Desde março de 2015 que as autoridades moçambicanas parecem não conseguir investigar adequadamente os assassinatos de alto perfil que ocorreram por todo o país.
As vítimas incluem um advogado constitucional, Gilles Cistac, em março de 2015, que foi baleado por quatro homens não identificados às portas de um café em Maputo. No dia 8 de outubro de 2016, Jeremias Pondeca, membro da oposição da Renamo e que preparava uma reunião entre o Presidente Filipe Nyusi e o líder da Renamo, Afonso Dhlakama, foi morto a tiro durante a sua corrida matinal na Costa do Sol (Maputo). A 4 de outubro de 2017, o Presidente da Câmara de Nampula e membro do partido da oposição MDM (Movimento Democrático de Moçambique), Mahamudo Amurane, foi morto a tiro perto da sua casa por homens não identificados. A Polícia de Investigação Criminal de Moçambique (PIC), o órgão governamental responsável pelas investigações criminais, prometeu publicamente investigar os casos mas até agora não identificou nenhum suspeito.
Não é a primeira vez que a HRW chama a atenção para as violações de direitos humanos em Moçambique. No início de 2018, um relatório desta organização alertava para “a existência de dezenas de violações aos direitos humanos perpetradas entre 2015 e 2016 pelas forças governamentais e pela ala armada da oposição, no âmbito do conflito militar que opôs o Governo e a Renamo”, tal como outros relatórios de outras instituições salientavam o clima de impunidade que se sentia no país na sequência destes confrontos. As vítimas contabilizam-se aos milhares, como comprovam os relatos sobre os movimentos de refugiados moçambicanos para o Malawi , sobre a descoberta de valas comuns na região da Gorongosa ou sobre a existência de “esquadrões da morte” destinados a assassinar opositores ao regime.
Este mais recente alerta da HRW surge na mesma altura em que o Presidente Filipe Nyusi se encontra em Londres para participar no Encontro de Chefes de Governo da Commonwealth. No âmbito da sua estadia no Reino Unido, Nyusi falou no passado dia 17 de Abril na Chatham House acerca da paz, da democracia e das perspetivas de desenvolvimento em Moçambique. O seu discurso confirmou que o desenvolvimento inclusivo está no centro da sua agenda política e que os benefícios económicos devem alcançar os mais vulneráveis, enfatizando que o atual sistema democrático do país permite a coexistência de visões divergentes e a responsabilização dos funcionários públicos.

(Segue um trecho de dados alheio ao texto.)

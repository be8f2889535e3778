//! Session middleware and extractors
//!
//! Every request under the middleware gets a session: the signed cookie
//! is verified and resolved against the store, or a fresh anonymous
//! session is created. Handlers reach it through the extractors.

use axum::{
    async_trait,
    extract::{FromRef, FromRequestParts, Request, State},
    http::{HeaderValue, header, request::Parts},
    middleware::Next,
    response::Response,
};
use axum_extra::extract::CookieJar;
use axum_extra::extract::cookie::{Cookie, SameSite};

use super::identity::Identity;
use super::session::{
    SESSION_COOKIE, Session, SessionId, SessionStore as _, sign_session_id, verify_session_token,
};
use crate::AppState;
use crate::config::AppConfig;
use crate::error::AppError;

/// The request's session, as loaded by the middleware
#[derive(Debug, Clone)]
pub struct SessionContext {
    pub id: SessionId,
    pub session: Session,
}

/// Middleware that attaches a session to every request
///
/// A cookie with a bad signature, or one pointing at an expired record,
/// is treated as absent. When a session is created, the signed cookie is
/// set on the response.
///
/// # Usage
/// ```ignore
/// let app = Router::new()
///     .route("/profile", ...)
///     .layer(middleware::from_fn_with_state(state, session_context));
/// ```
pub async fn session_context(
    State(state): State<AppState>,
    jar: CookieJar,
    mut request: Request,
    next: Next,
) -> Result<Response, AppError> {
    let secret = &state.config.auth.session_secret;
    let verified = jar
        .get(SESSION_COOKIE)
        .and_then(|cookie| verify_session_token(cookie.value(), secret).ok());

    let (id, session, fresh) = match verified {
        Some(id) => match state.sessions.get(&id).await? {
            Some(session) => (id, session, false),
            None => {
                // Cookie points at an expired or vanished record.
                state.sessions.delete(&id).await?;
                create_session(&state).await?
            }
        },
        None => create_session(&state).await?,
    };

    request.extensions_mut().insert(SessionContext {
        id: id.clone(),
        session,
    });

    let mut response = next.run(request).await;

    if fresh {
        let token = sign_session_id(&id, secret)?;
        let cookie = session_cookie(token, &state.config);
        let value = HeaderValue::from_str(&cookie.to_string())
            .map_err(|e| AppError::Internal(anyhow::anyhow!("session cookie not header-safe: {e}")))?;
        response.headers_mut().append(header::SET_COOKIE, value);
    }

    Ok(response)
}

async fn create_session(state: &AppState) -> Result<(SessionId, Session, bool), AppError> {
    let id = SessionId::generate();
    let session = Session::anonymous(state.config.session_ttl());
    state.sessions.set(&id, session.clone()).await?;
    tracing::debug!(session_id = %id, "Created anonymous session");
    Ok((id, session, true))
}

fn session_cookie(token: String, config: &AppConfig) -> Cookie<'static> {
    let mut cookie = Cookie::new(SESSION_COOKIE, token);
    cookie.set_path("/");
    cookie.set_http_only(true);
    cookie.set_same_site(SameSite::Lax);
    cookie.set_secure(config.should_use_secure_cookies());
    cookie
}

#[async_trait]
impl<S> FromRequestParts<S> for SessionContext
where
    S: Send + Sync,
{
    type Rejection = AppError;

    async fn from_request_parts(parts: &mut Parts, _state: &S) -> Result<Self, Self::Rejection> {
        parts
            .extensions
            .get::<SessionContext>()
            .cloned()
            .ok_or_else(|| {
                AppError::Internal(anyhow::anyhow!("session middleware not installed"))
            })
    }
}

/// Extractor for the current authenticated user
///
/// Rejects with `NotAuthenticated` (a redirect to `/`) unless the
/// session is authenticated with an identity attached.
///
/// # Usage
/// ```ignore
/// async fn handler(CurrentUser(identity): CurrentUser) -> impl IntoResponse {
///     format!("Hello, {}", identity.display_name)
/// }
/// ```
#[derive(Debug, Clone)]
pub struct CurrentUser(pub Identity);

#[async_trait]
impl<S> FromRequestParts<S> for CurrentUser
where
    AppState: FromRef<S>,
    S: Send + Sync,
{
    type Rejection = AppError;

    async fn from_request_parts(parts: &mut Parts, state: &S) -> Result<Self, Self::Rejection> {
        let ctx = parts
            .extensions
            .get::<SessionContext>()
            .cloned()
            .ok_or(AppError::NotAuthenticated)?;

        let state = AppState::from_ref(state);
        let identity = state.gate.require_auth(&ctx.id).await?;
        Ok(CurrentUser(identity))
    }
}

Perante os últimos acontecimentos e as graves denúncias da HRW, e tendo em conta o espectro do escândalo dos dois mil milhões de dólares de dívidas ocultas, a retórica de Nyusi parece estar mais próxima de wishful thinkingdo que da realidade. O fracasso do governo em investigar e penalizar quer crimes (aparentemente) politicamente motivados, quer crimes de corrupção praticados por gestores públicos e empresas do Estado, afeta seriamente a credibilidade do sistema de justiça do país– sistema esse que é essencial para a paz e para a confiança nas instituições governativas. Por muito que se salientem os benefícios do crescimento económico, impulsionado largamente por grandes projetos no setor mineiro e de petróleo e gás, Moçambique tem ainda um longo caminho a percorrer até que os benefícios económicos se traduzam num clima de confiança institucional e numa sociedade mais justa e equitativa.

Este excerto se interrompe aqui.